#### YOUR GOAL
Please write each record out again word for word.

#### DATA PROVIDED
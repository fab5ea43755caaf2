//! HTTP client for the remote civic-engagement map.
//!
//! The map publishes a marker listing under its base URL and one response
//! document per marker. Both are plain JSON over GET; no authentication,
//! retries or caching are involved.

mod normalize;
mod wire;

use tokio_util::sync::CancellationToken;
use url::Url;

use crate::error::{Error, Result};
use crate::models::Marker;
use crate::sync::MarkerSource;

pub use normalize::normalize_response;
pub use wire::RawResponse;

use wire::{MarkerListing, ResponseListing};

const MARKERS_PATH: &str = "markers?filter=other_users";

/// Fetches markers and their responses from one map.
#[derive(Clone)]
pub struct MapClient {
    base_url: Url,
    http: reqwest::Client,
}

impl MapClient {
    /// Create a client for the map viewed at `base_url`,
    /// e.g. `https://www.shapeyourcityhalifax.ca/mobilityresponse/maps/streets`.
    pub fn new(base_url: &str) -> Result<Self> {
        let base_url = normalize_base_url(base_url)?;
        let http = reqwest::Client::builder()
            .user_agent(concat!("mapsync/", env!("CARGO_PKG_VERSION")))
            .build()
            .map_err(|error| Error::Config(format!("building HTTP client: {error}")))?;

        Ok(Self { base_url, http })
    }

    /// The normalized base URL (always ends with `/`)
    pub const fn base_url(&self) -> &Url {
        &self.base_url
    }

    /// Fetch all markers on the map. Responses are not filled in.
    pub async fn list_markers(&self, cancel: &CancellationToken) -> Result<Vec<Marker>> {
        let markers_url = self
            .base_url
            .join(MARKERS_PATH)
            .map_err(|source| Error::InvalidUrl {
                url: MARKERS_PATH.to_string(),
                source,
            })?;

        let body = self.get(markers_url.as_str(), cancel).await?;
        let listing: MarkerListing = serde_json::from_slice(&body)?;
        tracing::debug!("Listed {} remote markers", listing.markers.len());

        listing
            .markers
            .into_iter()
            .map(|remote| remote.into_marker(&self.base_url))
            .collect()
    }

    /// Fetch the responses for `marker` and replace `marker.responses` with
    /// the normalized, non-empty subset in source order.
    pub async fn fill_responses(
        &self,
        marker: &mut Marker,
        cancel: &CancellationToken,
    ) -> Result<()> {
        marker.responses.clear();

        let body = self.get(&marker.response_url, cancel).await?;
        let listing: ResponseListing = serde_json::from_slice(&body)?;

        for raw in listing.marker_response {
            if let Some(response) = normalize_response(raw)? {
                marker.responses.push(response);
            }
        }

        Ok(())
    }

    async fn get(&self, url: &str, cancel: &CancellationToken) -> Result<Vec<u8>> {
        tokio::select! {
            biased;
            () = cancel.cancelled() => Err(Error::Cancelled),
            result = self.fetch(url) => result,
        }
    }

    async fn fetch(&self, url: &str) -> Result<Vec<u8>> {
        tracing::debug!("GET {url}");
        let response = self
            .http
            .get(url)
            .header("Accept", "application/json")
            .send()
            .await
            .map_err(|source| Error::Transport {
                url: url.to_string(),
                source,
            })?;

        let status = response.status();
        if !status.is_success() {
            return Err(Error::Status {
                url: url.to_string(),
                status: status.as_u16(),
            });
        }

        let body = response.bytes().await.map_err(|source| Error::Transport {
            url: url.to_string(),
            source,
        })?;
        Ok(body.to_vec())
    }
}

impl MarkerSource for MapClient {
    async fn list_markers(&self, cancel: &CancellationToken) -> Result<Vec<Marker>> {
        Self::list_markers(self, cancel).await
    }

    async fn fill_responses(&self, marker: &mut Marker, cancel: &CancellationToken) -> Result<()> {
        Self::fill_responses(self, marker, cancel).await
    }
}

/// Parse a base URL and make sure its path ends with `/` so relative
/// references resolve beneath the map rather than beside it.
fn normalize_base_url(raw: &str) -> Result<Url> {
    let raw = raw.trim();
    if raw.is_empty() {
        return Err(Error::Config("base URL must not be empty".to_string()));
    }

    let mut url = Url::parse(raw)
        .map_err(|error| Error::Config(format!("parsing base URL {raw:?}: {error}")))?;
    if !matches!(url.scheme(), "http" | "https") {
        return Err(Error::Config(format!(
            "base URL {raw:?} must use http:// or https://"
        )));
    }

    if !url.path().ends_with('/') {
        let path = format!("{}/", url.path());
        url.set_path(&path);
    }

    Ok(url)
}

#### RESPONSE TO THIS TASK
repository fab5ea43755caaf2
//! HTTP client for the remote civic-engagement map.
//!
//! The map publishes a marker listing under its base URL and one response
//! document per marker. Both are plain JSON over GET; no authentication,
//! retries or caching are involved.

mod normalize;
mod wire;

use tokio_util::sync::CancellationToken;
use url::Url;

use crate::error::{Error, Result};
use crate::models::Marker;
use crate::sync::MarkerSource;

pub use normalize::normalize_response;
pub use wire::RawResponse;

use wire::{MarkerListing, ResponseListing};

const MARKERS_PATH: &str = "markers?filter=other_users";

/// Fetches markers and their responses from one map.
#[derive(Clone)]
pub struct MapClient {
    base_url: Url,
    http: reqwest::Client,
}

impl MapClient {
    /// Create a client for the map viewed at `base_url`,
    /// e.g. `https://www.shapeyourcityhalifax.ca/mobilityresponse/maps/streets`.
    pub fn new(base_url: &str) -> Result<Self> {
        let base_url = normalize_base_url(base_url)?;
        let http = reqwest::Client::builder()
            .user_agent(concat!("mapsync/", env!("CARGO_PKG_VERSION")))
            .build()
            .map_err(|error| Error::Config(format!("building HTTP client: {error}")))?;

        Ok(Self { base_url, http })
    }

    /// The normalized base URL (always ends with `/`)
    pub const fn base_url(&self) -> &Url {
        &self.base_url
    }

    /// Fetch all markers on the map. Responses are not filled in.
    pub async fn list_markers(&self, cancel: &CancellationToken) -> Result<Vec<Marker>> {
        let markers_url = self
            .base_url
            .join(MARKERS_PATH)
            .map_err(|source| Error::InvalidUrl {
                url: MARKERS_PATH.to_string(),
                source,
            })?;

        let body = self.get(markers_url.as_str(), cancel).await?;
        let listing: MarkerListing = serde_json::from_slice(&body)?;
        tracing::debug!("Listed {} remote markers", listing.markers.len());

        listing
            .markers
            .into_iter()
            .map(|remote| remote.into_marker(&self.base_url))
            .collect()
    }

    /// Fetch the responses for `marker` and replace `marker.responses` with
    /// the normalized, non-empty subset in source order.
    pub async fn fill_responses(
        &self,
        marker: &mut Marker,
        cancel: &CancellationToken,
    ) -> Result<()> {
        marker.responses.clear();

        let body = self.get(&marker.response_url, cancel).await?;
        let listing: ResponseListing = serde_json::from_slice(&body)?;

        for raw in listing.marker_response {
            if let Some(response) = normalize_response(raw)? {
                marker.responses.push(response);
            }
        }

        Ok(())
    }

    async fn get(&self, url: &str, cancel: &CancellationToken) -> Result<Vec<u8>> {
        tokio::select! {
            biased;
            () = cancel.cancelled() => Err(Error::Cancelled),
            result = self.fetch(url) => result,
        }
    }

    async fn fetch(&self, url: &str) -> Result<Vec<u8>> {
        tracing::debug!("GET {url}");
        let response = self
            .http
            .get(url)
            .header("Accept", "application/json")
            .send()
            .await
            .map_err(|source| Error::Transport {
                url: url.to_string(),
                source,
            })?;

        let status = response.status();
        if !status.is_success() {
            return Err(Error::Status {
                url: url.to_string(),
                status: status.as_u16(),
            });
        }

        let body = response.bytes().await.map_err(|source| Error::Transport {
            url: url.to_string(),
            source,
        })?;
        Ok(body.to_vec())
    }
}

impl MarkerSource for MapClient {
    async fn list_markers(&self, cancel: &CancellationToken) -> Result<Vec<Marker>> {
        Self::list_markers(self, cancel).await
    }

    async fn fill_responses(&self, marker: &mut Marker, cancel: &CancellationToken) -> Result<()> {
        Self::fill_responses(self, marker, cancel).await
    }
}

/// Parse a base URL and make sure its path ends with `/` so relative
/// references resolve beneath the map rather than beside it.
fn normalize_base_url(raw: &str) -> Result<Url> {
    let raw = raw.trim();
    if raw.is_empty() {
        return Err(Error::Config("base URL must not be empty".to_string()));
    }

    let mut url = Url::parse(raw)
        .map_err(|error| Error::Config(format!("parsing base URL {raw:?}: {error}")))?;
    if !matches!(url.scheme(), "http" | "https") {
        return Err(Error::Config(format!(
            "base URL {raw:?} must use http:// or https://"
        )));
    }

    if !url.path().ends_with('/') {
        let path = format!("{}/", url.path());
        url.set_path(&path);
    }

    Ok(url)
}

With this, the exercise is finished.